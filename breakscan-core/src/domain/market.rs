//! Static per-symbol market parameters derived from market capitalization.

use serde::{Deserialize, Serialize};

/// Market cap above which a symbol counts as large-cap (USD).
pub const LARGE_CAP_THRESHOLD: f64 = 50e9;

/// Market cap above which a symbol counts as mega-cap (USD).
pub const MEGA_CAP_THRESHOLD: f64 = 300e9;

/// Gap-down detection threshold for large-cap symbols.
pub const GAP_THRESHOLD_LARGE_CAP: f64 = 0.06;

/// Gap-down detection threshold for everything else (and unknown caps).
pub const GAP_THRESHOLD_DEFAULT: f64 = 0.08;

/// Per-symbol parameters fixed for the duration of one analysis run.
#[derive(Debug, Clone, Copy, Serialize, Deserialize)]
pub struct MarketParams {
    pub market_cap: f64,
    pub is_large_cap: bool,
    pub is_mega_cap: bool,
    pub gap_threshold: f64,
}

impl MarketParams {
    /// Classify a symbol from its market capitalization.
    ///
    /// An unknown cap is treated as 0, which selects the strictest regime:
    /// not large-cap, not mega-cap, 8% gap threshold.
    pub fn from_market_cap(cap: Option<f64>) -> Self {
        let market_cap = cap.unwrap_or(0.0);
        let is_large_cap = market_cap > LARGE_CAP_THRESHOLD;
        let is_mega_cap = market_cap > MEGA_CAP_THRESHOLD;
        let gap_threshold = if is_large_cap {
            GAP_THRESHOLD_LARGE_CAP
        } else {
            GAP_THRESHOLD_DEFAULT
        };
        Self {
            market_cap,
            is_large_cap,
            is_mega_cap,
            gap_threshold,
        }
    }
}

____________

TASK BRIEF — The full material above needs to be returned unaltered.

RESPONSE TO THE EXERCISE —
filename breakscan-core/src/domain/market.rs
//! Static per-symbol market parameters derived from market capitalization.

use serde::{Deserialize, Serialize};

/// Market cap above which a symbol counts as large-cap (USD).
pub const LARGE_CAP_THRESHOLD: f64 = 50e9;

/// Market cap above which a symbol counts as mega-cap (USD).
pub const MEGA_CAP_THRESHOLD: f64 = 300e9;

/// Gap-down detection threshold for large-cap symbols.
pub const GAP_THRESHOLD_LARGE_CAP: f64 = 0.06;

/// Gap-down detection threshold for everything else (and unknown caps).
pub const GAP_THRESHOLD_DEFAULT: f64 = 0.08;

/// Per-symbol parameters fixed for the duration of one analysis run.
#[derive(Debug, Clone, Copy, Serialize, Deserialize)]
pub struct MarketParams {
    pub market_cap: f64,
    pub is_large_cap: bool,
    pub is_mega_cap: bool,
    pub gap_threshold: f64,
}

impl MarketParams {
    /// Classify a symbol from its market capitalization.
    ///
    /// An unknown cap is treated as 0, which selects the strictest regime:
    /// not large-cap, not mega-cap, 8% gap threshold.
    pub fn from_market_cap(cap: Option<f64>) -> Self {
        let market_cap = cap.unwrap_or(0.0);
        let is_large_cap = market_cap > LARGE_CAP_THRESHOLD;
        let is_mega_cap = market_cap > MEGA_CAP_THRESHOLD;
        let gap_threshold = if is_large_cap {
            GAP_THRESHOLD_LARGE_CAP
        } else {
            GAP_THRESHOLD_DEFAULT
        };
        Self {
            market_cap,
            is_large_cap,
            is_mega_cap,
            gap_threshold,
        }
    }
}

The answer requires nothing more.